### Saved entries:
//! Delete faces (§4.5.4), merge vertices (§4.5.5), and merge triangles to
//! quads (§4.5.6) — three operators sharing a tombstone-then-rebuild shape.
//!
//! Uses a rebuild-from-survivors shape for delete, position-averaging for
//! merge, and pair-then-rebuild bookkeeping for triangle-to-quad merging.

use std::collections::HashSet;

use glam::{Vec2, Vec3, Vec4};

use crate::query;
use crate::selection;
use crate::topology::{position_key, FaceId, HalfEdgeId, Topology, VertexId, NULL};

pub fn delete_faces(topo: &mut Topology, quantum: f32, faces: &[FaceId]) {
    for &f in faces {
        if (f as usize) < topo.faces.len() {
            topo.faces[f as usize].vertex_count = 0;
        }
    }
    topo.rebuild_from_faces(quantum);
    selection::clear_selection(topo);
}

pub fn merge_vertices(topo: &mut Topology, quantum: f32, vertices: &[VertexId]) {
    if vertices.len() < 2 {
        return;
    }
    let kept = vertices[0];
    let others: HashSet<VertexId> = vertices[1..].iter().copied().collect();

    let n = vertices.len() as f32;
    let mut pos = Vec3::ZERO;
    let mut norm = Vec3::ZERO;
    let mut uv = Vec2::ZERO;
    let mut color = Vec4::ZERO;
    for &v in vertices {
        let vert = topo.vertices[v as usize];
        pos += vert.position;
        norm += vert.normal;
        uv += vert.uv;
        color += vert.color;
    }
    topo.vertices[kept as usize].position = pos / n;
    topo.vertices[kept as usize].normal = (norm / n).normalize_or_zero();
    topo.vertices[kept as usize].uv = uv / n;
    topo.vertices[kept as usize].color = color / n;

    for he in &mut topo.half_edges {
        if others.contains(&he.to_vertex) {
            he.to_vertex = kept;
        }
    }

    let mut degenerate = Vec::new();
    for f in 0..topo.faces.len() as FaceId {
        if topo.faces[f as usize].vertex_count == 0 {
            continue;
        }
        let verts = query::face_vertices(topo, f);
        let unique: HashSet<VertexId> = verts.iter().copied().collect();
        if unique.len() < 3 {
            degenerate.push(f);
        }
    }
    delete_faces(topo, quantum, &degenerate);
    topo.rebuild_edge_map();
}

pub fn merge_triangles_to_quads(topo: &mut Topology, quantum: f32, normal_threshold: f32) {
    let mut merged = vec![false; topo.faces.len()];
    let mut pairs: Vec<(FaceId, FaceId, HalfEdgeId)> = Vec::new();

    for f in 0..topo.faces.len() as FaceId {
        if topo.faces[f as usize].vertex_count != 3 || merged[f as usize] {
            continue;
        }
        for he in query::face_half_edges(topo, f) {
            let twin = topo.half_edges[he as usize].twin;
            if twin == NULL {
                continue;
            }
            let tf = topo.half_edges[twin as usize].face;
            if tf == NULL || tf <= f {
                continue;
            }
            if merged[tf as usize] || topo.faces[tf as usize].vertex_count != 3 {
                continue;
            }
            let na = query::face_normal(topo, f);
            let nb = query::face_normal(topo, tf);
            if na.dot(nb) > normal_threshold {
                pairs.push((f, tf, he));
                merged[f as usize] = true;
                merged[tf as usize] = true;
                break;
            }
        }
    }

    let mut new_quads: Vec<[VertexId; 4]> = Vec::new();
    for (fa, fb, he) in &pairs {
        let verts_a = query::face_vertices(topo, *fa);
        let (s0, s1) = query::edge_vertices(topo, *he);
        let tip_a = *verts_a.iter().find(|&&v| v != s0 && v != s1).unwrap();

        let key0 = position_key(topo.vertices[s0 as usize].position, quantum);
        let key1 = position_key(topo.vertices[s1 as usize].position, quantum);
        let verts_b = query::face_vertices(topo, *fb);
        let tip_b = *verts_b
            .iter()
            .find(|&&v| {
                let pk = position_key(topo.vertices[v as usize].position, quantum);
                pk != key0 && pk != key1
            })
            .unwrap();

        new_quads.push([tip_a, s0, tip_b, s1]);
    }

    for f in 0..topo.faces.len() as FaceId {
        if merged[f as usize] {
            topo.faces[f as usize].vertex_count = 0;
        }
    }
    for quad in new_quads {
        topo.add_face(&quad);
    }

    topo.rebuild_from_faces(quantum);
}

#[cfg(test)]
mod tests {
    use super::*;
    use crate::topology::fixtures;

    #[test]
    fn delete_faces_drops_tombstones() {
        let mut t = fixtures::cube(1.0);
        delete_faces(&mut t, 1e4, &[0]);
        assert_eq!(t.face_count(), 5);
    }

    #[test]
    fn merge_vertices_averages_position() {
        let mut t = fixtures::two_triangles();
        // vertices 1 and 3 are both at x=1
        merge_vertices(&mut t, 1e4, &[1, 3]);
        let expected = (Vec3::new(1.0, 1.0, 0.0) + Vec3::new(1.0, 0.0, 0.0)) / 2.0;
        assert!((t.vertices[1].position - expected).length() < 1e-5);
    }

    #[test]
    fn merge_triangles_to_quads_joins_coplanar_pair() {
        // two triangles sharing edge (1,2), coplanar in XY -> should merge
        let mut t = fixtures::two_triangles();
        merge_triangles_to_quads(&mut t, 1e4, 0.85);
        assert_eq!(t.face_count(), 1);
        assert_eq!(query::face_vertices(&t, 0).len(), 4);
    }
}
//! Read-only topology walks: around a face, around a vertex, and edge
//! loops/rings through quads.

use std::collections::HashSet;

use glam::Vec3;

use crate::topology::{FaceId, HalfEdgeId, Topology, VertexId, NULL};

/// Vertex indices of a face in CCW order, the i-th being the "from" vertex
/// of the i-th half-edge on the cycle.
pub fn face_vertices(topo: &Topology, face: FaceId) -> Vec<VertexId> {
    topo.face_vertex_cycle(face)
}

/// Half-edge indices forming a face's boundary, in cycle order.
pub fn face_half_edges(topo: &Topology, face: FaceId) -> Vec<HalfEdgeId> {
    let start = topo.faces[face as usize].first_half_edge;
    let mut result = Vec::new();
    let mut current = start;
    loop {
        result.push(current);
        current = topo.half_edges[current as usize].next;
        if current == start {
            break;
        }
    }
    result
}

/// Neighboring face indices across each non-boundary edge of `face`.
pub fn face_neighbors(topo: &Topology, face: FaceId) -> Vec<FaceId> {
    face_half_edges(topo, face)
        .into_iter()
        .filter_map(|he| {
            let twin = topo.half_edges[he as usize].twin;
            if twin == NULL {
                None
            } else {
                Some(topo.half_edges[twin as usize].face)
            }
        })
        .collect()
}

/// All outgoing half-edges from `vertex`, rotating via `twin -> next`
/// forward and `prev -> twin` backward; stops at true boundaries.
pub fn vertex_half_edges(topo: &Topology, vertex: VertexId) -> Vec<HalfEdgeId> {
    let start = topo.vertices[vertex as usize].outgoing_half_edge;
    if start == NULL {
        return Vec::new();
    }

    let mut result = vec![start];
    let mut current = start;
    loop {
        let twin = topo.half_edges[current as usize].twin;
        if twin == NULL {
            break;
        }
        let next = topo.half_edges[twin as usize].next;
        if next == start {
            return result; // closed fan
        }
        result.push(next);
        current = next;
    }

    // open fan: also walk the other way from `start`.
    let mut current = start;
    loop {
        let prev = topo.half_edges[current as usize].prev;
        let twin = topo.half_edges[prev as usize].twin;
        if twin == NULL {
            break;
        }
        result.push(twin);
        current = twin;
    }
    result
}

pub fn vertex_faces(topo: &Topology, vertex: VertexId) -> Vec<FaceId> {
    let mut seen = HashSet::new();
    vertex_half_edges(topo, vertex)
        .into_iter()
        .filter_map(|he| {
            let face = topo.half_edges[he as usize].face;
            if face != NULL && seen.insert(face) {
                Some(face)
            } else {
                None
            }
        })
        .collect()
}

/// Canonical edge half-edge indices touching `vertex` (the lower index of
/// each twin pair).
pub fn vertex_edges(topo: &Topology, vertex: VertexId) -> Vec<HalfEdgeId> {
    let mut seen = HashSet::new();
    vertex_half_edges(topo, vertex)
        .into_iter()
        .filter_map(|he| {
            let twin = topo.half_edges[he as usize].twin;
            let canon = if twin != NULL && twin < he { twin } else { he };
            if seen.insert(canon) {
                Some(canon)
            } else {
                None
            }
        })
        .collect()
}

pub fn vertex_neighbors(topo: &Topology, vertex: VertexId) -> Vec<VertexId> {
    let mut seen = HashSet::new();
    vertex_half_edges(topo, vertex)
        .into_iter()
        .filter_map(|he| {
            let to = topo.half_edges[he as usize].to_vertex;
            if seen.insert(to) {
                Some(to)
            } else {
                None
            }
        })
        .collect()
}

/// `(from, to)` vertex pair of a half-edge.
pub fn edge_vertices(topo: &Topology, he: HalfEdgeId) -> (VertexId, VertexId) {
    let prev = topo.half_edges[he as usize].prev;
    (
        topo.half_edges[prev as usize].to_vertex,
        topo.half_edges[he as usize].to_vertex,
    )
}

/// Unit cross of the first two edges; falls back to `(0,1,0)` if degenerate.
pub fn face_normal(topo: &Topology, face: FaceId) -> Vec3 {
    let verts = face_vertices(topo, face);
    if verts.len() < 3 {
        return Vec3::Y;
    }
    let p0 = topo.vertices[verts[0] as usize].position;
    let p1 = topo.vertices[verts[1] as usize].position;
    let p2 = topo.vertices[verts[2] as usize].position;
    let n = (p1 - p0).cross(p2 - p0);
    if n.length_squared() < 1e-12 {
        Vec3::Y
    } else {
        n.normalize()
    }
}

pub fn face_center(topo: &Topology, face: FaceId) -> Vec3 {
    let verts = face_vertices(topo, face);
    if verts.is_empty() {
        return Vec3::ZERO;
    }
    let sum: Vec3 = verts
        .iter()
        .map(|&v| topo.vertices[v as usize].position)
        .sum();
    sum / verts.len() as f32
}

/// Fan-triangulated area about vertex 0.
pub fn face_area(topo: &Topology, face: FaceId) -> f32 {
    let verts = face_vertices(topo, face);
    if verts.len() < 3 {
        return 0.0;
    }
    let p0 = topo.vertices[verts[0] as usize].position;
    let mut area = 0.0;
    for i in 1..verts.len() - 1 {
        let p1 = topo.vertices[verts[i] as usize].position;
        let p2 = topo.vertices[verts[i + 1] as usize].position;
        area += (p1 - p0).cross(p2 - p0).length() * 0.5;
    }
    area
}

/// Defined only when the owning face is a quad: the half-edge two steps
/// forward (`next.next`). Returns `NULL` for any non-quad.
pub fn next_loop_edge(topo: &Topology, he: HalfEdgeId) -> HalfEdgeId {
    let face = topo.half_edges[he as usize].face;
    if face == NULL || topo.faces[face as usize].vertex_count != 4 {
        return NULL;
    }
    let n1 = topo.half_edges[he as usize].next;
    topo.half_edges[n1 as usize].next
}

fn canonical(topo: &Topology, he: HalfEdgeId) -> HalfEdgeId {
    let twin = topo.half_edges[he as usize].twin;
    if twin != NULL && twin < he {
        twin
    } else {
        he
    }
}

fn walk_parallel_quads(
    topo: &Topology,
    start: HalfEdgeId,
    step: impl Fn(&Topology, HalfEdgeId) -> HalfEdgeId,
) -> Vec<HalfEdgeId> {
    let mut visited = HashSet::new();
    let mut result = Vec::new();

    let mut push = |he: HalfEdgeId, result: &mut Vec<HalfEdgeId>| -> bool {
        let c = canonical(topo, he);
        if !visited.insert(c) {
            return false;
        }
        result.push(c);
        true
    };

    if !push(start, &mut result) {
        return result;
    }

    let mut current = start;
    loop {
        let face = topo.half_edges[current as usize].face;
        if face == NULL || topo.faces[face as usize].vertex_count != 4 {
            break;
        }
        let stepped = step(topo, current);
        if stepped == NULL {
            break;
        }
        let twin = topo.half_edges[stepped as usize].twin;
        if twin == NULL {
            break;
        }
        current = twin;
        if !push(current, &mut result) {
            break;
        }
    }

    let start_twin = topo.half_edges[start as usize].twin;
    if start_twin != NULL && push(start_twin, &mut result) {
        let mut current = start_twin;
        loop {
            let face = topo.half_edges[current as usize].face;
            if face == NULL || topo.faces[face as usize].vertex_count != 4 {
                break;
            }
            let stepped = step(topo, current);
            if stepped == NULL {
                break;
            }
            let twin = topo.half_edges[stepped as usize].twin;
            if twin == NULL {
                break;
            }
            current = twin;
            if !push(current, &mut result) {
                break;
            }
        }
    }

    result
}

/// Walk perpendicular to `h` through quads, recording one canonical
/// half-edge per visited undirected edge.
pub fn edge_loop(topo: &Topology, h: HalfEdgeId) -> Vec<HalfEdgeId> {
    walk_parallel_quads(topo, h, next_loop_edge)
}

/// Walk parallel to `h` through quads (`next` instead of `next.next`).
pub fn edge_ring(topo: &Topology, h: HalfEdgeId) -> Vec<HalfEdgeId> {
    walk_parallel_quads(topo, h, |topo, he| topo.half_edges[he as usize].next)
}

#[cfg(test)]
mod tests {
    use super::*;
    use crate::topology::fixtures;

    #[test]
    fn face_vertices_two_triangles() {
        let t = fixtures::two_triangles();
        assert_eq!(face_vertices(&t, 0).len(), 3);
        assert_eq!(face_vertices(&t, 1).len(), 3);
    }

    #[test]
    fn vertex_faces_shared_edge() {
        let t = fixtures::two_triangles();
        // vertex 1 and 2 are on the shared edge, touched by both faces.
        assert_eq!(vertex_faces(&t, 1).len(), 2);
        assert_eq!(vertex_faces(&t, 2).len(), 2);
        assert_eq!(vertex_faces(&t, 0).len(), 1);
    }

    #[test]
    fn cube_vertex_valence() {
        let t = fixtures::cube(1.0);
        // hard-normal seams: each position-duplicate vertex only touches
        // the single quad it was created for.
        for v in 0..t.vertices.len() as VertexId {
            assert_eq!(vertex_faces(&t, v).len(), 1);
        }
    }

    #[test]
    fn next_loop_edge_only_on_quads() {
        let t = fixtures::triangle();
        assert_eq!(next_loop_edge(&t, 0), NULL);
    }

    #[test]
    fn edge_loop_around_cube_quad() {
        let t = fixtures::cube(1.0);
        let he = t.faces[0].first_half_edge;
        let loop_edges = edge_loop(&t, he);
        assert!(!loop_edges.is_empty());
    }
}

==

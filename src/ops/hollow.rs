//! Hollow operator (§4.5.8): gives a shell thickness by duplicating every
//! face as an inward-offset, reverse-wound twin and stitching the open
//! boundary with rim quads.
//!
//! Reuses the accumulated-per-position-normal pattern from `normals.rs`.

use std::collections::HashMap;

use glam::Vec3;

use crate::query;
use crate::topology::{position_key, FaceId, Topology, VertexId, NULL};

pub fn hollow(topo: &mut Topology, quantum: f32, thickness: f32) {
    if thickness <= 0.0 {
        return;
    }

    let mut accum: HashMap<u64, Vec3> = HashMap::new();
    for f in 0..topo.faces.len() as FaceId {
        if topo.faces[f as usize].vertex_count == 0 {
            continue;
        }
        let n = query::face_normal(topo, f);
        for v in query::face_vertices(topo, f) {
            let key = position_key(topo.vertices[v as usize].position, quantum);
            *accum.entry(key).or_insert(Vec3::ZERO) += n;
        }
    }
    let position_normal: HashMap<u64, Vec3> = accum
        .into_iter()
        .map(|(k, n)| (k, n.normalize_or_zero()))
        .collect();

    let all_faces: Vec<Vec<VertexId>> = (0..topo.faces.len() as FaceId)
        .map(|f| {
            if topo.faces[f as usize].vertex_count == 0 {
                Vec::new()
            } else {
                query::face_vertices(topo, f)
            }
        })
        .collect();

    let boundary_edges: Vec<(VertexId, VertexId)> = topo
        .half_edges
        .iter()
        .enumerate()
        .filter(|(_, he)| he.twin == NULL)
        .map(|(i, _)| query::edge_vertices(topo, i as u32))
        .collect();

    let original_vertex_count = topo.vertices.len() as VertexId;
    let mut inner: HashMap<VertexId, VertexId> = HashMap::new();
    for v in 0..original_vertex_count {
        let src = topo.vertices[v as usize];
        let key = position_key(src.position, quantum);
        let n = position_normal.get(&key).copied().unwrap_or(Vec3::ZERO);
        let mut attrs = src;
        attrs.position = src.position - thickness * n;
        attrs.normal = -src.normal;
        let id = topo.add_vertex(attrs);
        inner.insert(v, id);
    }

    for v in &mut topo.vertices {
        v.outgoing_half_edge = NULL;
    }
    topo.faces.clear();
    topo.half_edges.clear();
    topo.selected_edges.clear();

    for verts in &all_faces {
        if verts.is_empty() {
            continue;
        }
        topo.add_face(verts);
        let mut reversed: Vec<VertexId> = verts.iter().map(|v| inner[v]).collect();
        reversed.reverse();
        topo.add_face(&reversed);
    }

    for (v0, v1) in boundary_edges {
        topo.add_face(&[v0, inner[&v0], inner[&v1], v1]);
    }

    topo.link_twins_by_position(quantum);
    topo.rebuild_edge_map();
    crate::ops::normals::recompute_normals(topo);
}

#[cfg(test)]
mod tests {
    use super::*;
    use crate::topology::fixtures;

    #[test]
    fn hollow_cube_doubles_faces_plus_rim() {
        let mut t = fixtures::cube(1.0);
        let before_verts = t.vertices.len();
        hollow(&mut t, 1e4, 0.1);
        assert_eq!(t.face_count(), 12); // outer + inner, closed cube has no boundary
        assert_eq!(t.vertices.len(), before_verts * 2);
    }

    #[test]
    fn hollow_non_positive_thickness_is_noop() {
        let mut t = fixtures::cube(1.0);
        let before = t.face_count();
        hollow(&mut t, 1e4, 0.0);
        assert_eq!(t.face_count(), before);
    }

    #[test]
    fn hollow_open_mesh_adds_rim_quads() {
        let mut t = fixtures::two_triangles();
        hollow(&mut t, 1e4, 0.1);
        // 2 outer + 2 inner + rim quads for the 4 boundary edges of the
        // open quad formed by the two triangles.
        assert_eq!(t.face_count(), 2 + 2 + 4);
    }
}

### To do:
Copy out, word for word, the part of the entries above that begins at the line with "merge triangles to" and ends at the line with "for triangle-to-quad merging.", including both.

### Exercise output:
//! Delete faces (§4.5.4), merge vertices (§4.5.5), and merge triangles to
//! quads (§4.5.6) — three operators sharing a tombstone-then-rebuild shape.
//!
//! Uses a rebuild-from-survivors shape for delete, position-averaging for
//! merge, and pair-then-rebuild bookkeeping for triangle-to-quad merging.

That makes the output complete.